EXERCISE DESCRIPTION: Find the string "self" in the data, then copy every line where it is found.
DATA RECORDS section start
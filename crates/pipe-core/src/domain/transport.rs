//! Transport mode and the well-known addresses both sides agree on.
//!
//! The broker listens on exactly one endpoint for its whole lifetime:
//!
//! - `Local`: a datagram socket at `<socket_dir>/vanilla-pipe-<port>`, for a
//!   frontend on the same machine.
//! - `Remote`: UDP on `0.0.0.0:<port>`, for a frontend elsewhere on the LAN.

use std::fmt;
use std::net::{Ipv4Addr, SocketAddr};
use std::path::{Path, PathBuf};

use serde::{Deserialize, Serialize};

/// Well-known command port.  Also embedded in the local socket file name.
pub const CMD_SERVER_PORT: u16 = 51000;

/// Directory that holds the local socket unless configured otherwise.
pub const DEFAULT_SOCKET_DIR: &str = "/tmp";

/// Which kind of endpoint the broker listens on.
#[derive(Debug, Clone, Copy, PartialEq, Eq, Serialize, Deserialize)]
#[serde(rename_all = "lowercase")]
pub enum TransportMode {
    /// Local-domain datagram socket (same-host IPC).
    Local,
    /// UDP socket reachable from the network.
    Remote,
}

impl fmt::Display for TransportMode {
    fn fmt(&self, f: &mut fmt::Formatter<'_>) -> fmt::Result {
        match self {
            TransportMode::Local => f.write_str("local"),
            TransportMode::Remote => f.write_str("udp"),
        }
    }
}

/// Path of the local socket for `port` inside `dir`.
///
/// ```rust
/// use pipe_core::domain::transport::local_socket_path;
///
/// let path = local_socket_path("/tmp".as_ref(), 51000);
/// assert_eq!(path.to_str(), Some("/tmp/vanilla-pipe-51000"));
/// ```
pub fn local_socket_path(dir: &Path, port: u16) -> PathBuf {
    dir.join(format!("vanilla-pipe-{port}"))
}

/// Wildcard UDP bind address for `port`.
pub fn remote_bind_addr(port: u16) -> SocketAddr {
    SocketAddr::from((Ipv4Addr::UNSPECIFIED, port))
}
DATA RECORDS section end
WORKED SOLUTION:
    fn fmt(&self, f: &mut fmt::Formatter<'_>) -> fmt::Result {
        match self {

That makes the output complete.